My ears perk up, telling me that there’s something that caused me to wake up. I concentrate on the bedroom door that is ajar, trying to work out what woke me, but when I don’t hear anything for several seconds, I settle back down.
“Mommy? Mommy?” I’m up out of the bed as soon as I hear Clay’s pleading, my legs working overtime to get to him.
My feet slap against the cold marble floor and I pump my arms harder, turning the corner.
“Moooooommy!” My heart thumps in my chest like the loud beat of a drum and my hands start to shake as I hear the sorrow in his voice; searching for something that he won’t ever find.
I push his bedroom door open, watching as he thrashes about in his bed, the covers entwined around his legs as his arms flail wildly around him.
“No! Mommy! Please don’t leave me again!”
I gasp, not able to hold it in as I rush to him, falling onto my knees beside his bed as I gently shake his shoulder.
He doesn’t stop calling out for her, even when his eyes open, his head whipping from side to side. His eyes finally settle on mine, but he’s not looking at me, he’s searching for something—for his mom.
“Clay? Buddy?”
“Mom—” His little face screws up when he realizes where he is and who he’s staring at. “Dad?” he sobs.
“Yeah, buddy. It’s Dad,” I croak out, my voice betraying me.
I pull him against me, rocking him back and forth as I try my hardest to calm him down and comfort not only him, but myself too.
You’d think that after the amount of nightmares he’s had, I’d know exactly what to do, but I feel as lost now as I did when he had his first one only weeks after we lost Natalia.
They’re becoming more and more frequent lately.
I have an idea of what his nightmares are about, but he’s never once told me himself. The screaming out for Natalia is all I need to know what about what happens in them.
“Do you want to talk about it?” I ask, pulling back and hoping against all hope that this one time, he’ll answer me.
I’m graced with the same shake of the head that I always get as he lays his head back on my chest.
“Okay,” I answer, swallowing against my dry throat as I pick him and one of his nightlights up. “Shall we go to Daddy’s room?”
He nods his head against my shoulder and I stand, rubbing his back in soothing motions as I make my way down to my room, the nightlight showing us the way.

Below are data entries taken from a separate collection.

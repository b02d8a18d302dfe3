//! Shared parsing utilities for transcript grammars.

pub mod whatsapp;

pub use whatsapp::{
    MessageHeader, RawDate, RawTime, build_timestamp, infer_date_order, parse_attachment,
    parse_header, split_author,
};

All I want is to fix what’s going on and to make things better for him. I can’t imagine what it must be like for him to have these nightmares; to see her in his dreams and then open his eyes and she’s gone all over again. I’m exhausted thinking about it so I can’t even begin to imagine what he goes through when it happens.
As soon as we’re in my room, I pull the covers back and settle him on the other side of the bed. He buries his head in the pillow, pulling his knees up to his chest as he keeps his gaze connected to mine.